* _Task prompt_
Take the lines below between the one holding "Append a value" and the one holding "for run artifacts", inclusive, and copy them exactly. Add nothing.

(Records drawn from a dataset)
· · · ·

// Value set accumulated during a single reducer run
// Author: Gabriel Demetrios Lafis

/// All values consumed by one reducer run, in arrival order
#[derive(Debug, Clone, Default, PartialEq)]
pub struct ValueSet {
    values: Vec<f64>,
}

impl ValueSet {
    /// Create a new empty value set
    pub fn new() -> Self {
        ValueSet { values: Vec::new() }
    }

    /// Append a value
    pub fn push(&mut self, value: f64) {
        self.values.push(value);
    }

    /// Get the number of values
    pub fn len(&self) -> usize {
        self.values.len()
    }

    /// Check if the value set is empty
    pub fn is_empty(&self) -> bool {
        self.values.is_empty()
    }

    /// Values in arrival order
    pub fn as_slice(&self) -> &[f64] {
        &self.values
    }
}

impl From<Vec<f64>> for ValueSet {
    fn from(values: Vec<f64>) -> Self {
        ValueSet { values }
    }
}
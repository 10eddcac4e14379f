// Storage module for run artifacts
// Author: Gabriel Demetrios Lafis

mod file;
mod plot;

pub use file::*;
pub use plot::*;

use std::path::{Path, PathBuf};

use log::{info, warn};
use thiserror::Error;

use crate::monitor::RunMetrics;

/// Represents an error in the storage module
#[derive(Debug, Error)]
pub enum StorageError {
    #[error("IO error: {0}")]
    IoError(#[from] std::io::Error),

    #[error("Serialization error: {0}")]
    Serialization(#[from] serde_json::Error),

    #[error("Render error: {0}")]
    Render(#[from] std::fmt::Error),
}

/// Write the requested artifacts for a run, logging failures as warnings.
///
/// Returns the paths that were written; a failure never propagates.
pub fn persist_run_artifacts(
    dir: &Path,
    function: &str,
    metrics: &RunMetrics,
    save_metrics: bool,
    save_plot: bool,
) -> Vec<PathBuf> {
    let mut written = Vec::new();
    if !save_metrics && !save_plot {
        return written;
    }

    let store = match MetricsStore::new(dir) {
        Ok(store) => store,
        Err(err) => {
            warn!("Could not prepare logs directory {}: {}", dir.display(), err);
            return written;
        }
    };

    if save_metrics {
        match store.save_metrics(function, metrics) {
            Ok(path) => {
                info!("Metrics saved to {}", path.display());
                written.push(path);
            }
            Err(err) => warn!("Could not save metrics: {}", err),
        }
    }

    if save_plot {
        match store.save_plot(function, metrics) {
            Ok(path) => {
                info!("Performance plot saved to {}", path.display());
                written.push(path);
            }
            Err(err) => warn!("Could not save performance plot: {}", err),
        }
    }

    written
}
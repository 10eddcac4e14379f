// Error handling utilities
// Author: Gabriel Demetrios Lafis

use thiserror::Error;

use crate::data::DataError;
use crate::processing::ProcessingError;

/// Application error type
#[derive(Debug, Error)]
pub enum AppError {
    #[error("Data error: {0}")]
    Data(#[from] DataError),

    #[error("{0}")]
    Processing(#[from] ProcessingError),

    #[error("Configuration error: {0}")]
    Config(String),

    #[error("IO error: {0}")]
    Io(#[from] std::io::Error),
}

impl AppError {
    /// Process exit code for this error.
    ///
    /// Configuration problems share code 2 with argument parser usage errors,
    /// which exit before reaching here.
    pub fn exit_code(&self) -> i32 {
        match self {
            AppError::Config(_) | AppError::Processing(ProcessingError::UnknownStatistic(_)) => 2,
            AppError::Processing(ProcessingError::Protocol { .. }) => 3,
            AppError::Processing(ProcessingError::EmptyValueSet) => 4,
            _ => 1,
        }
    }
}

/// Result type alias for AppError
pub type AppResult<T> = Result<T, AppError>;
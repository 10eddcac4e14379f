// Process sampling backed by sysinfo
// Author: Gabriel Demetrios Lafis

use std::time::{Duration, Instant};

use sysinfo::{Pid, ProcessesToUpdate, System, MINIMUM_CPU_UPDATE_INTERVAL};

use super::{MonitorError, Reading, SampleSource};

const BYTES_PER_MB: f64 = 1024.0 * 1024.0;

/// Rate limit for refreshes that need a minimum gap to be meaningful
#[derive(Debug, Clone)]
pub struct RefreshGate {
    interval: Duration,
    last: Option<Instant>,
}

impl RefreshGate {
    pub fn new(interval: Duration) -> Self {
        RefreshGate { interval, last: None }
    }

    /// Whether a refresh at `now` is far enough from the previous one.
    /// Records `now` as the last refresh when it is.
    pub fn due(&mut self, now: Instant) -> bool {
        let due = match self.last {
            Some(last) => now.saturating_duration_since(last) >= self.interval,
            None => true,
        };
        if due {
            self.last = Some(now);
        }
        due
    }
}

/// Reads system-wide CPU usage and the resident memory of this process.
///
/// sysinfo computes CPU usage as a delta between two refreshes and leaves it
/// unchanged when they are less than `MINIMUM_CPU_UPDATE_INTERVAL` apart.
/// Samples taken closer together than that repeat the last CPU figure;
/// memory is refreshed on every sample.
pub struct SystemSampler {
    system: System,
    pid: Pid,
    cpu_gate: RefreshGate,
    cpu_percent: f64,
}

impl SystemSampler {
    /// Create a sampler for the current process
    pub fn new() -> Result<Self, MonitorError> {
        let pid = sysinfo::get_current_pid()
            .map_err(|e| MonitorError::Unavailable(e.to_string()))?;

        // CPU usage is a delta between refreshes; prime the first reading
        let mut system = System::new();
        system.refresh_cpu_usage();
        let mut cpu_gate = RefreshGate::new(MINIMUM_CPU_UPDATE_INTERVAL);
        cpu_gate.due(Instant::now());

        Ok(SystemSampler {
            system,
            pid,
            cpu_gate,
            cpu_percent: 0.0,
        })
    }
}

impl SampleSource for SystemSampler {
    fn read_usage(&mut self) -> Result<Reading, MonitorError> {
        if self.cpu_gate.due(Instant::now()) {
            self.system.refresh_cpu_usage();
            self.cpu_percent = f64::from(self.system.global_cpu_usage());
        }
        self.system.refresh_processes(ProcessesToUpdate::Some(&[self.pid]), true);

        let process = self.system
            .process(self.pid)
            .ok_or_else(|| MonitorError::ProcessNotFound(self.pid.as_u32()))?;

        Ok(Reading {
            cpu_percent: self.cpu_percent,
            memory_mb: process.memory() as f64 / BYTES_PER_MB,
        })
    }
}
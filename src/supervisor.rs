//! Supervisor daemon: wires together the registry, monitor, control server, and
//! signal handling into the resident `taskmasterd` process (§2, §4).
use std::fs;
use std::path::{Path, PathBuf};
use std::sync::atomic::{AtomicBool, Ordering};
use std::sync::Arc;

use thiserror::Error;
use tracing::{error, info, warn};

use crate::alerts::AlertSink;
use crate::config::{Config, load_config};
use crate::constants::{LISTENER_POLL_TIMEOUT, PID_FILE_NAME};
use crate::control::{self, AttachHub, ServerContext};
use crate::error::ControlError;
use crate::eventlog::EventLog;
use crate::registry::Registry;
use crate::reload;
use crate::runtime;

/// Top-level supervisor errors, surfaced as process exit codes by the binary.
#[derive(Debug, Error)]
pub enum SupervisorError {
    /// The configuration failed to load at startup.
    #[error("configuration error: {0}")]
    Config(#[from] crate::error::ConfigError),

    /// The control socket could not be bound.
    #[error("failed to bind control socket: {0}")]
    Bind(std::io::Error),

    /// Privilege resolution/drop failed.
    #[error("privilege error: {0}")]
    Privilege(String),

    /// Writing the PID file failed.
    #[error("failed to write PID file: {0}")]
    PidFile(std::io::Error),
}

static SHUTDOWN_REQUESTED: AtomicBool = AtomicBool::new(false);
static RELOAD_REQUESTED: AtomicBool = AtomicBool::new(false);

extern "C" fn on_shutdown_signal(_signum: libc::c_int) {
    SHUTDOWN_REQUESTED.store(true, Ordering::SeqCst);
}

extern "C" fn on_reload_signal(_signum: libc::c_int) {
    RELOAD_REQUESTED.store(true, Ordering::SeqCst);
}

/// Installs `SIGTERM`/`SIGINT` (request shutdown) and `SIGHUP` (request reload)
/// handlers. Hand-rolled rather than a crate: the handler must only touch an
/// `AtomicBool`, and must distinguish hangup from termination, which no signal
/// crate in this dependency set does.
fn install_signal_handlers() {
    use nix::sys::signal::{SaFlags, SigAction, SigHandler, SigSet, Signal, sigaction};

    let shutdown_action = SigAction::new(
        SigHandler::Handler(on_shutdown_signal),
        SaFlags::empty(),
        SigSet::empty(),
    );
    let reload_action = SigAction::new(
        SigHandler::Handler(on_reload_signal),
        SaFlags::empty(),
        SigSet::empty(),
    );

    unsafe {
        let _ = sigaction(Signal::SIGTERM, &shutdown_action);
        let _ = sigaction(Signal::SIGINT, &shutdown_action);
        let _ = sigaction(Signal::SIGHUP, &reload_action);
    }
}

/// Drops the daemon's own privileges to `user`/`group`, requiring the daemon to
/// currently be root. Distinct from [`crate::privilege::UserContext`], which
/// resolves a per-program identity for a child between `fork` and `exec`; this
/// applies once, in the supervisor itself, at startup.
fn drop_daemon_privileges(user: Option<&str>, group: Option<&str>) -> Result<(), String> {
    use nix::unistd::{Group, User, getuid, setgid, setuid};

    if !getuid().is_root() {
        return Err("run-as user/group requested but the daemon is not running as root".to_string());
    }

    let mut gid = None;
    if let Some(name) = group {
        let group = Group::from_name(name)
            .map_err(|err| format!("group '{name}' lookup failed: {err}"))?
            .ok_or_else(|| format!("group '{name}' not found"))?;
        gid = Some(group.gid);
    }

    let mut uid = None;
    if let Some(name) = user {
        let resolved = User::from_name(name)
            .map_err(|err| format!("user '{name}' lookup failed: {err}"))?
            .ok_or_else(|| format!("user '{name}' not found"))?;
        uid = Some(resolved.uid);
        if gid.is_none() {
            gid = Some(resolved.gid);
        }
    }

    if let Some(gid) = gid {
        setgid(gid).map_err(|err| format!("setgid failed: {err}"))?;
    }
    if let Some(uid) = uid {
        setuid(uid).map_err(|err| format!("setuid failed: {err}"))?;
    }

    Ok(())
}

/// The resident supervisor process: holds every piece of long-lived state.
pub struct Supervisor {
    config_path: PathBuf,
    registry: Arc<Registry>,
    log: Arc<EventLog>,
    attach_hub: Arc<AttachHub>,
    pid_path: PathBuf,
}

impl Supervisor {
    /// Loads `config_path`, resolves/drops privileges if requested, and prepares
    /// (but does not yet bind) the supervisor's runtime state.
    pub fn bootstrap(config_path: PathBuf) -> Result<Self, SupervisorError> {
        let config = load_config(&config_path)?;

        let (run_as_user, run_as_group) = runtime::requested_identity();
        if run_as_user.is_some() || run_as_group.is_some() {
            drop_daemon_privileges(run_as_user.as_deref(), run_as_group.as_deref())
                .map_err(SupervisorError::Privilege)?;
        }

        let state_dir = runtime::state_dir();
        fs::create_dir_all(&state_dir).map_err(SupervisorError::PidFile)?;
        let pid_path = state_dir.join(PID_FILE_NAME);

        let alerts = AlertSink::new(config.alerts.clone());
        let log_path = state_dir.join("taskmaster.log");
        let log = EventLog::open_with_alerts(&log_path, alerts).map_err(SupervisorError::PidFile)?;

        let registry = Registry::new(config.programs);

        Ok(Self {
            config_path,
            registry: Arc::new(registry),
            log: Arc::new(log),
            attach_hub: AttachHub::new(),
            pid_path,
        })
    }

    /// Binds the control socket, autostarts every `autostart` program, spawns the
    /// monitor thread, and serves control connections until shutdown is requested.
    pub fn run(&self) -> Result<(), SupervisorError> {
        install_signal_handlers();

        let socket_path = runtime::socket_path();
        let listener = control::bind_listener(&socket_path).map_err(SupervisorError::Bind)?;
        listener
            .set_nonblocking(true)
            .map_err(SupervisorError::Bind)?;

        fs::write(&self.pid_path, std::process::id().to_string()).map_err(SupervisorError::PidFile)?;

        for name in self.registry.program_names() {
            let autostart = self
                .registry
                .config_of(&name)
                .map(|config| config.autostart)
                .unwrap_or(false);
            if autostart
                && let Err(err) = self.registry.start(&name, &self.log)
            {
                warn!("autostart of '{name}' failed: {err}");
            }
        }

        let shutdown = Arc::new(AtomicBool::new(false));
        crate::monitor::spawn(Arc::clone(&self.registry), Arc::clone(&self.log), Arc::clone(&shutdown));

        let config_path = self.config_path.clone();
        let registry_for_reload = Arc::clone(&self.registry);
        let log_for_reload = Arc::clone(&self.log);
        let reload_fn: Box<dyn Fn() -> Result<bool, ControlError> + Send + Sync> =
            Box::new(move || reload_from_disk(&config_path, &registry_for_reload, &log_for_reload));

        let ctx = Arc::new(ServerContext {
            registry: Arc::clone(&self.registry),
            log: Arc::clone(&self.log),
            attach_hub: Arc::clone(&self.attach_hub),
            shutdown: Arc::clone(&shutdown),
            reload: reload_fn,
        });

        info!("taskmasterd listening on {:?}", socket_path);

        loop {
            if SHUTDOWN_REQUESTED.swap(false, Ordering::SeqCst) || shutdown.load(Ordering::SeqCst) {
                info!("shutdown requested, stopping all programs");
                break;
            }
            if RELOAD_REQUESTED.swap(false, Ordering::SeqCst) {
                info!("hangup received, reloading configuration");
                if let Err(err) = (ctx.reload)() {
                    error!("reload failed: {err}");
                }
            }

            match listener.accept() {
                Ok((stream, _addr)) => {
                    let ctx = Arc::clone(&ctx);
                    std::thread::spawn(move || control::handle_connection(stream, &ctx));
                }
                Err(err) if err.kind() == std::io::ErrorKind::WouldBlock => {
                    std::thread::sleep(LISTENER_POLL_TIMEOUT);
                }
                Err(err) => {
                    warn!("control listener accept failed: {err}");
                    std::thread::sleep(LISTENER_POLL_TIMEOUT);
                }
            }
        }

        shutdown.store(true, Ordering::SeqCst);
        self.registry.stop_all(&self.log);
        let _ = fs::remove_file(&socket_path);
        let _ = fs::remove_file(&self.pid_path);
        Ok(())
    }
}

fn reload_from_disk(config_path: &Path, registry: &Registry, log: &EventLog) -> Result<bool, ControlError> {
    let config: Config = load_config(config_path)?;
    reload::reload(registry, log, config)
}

· · · ·

* _Task output_
    /// Append a value
    pub fn push(&mut self, value: f64) {
        self.values.push(value);
    }

    /// Get the number of values
    pub fn len(&self) -> usize {
        self.values.len()
    }

    /// Check if the value set is empty
    pub fn is_empty(&self) -> bool {
        self.values.is_empty()
    }

    /// Values in arrival order
    pub fn as_slice(&self) -> &[f64] {
        &self.values
    }
}

impl From<Vec<f64>> for ValueSet {
    fn from(values: Vec<f64>) -> Self {
        ValueSet { values }
    }
}
repository 10eddcac4e14379f
// Storage module for run artifacts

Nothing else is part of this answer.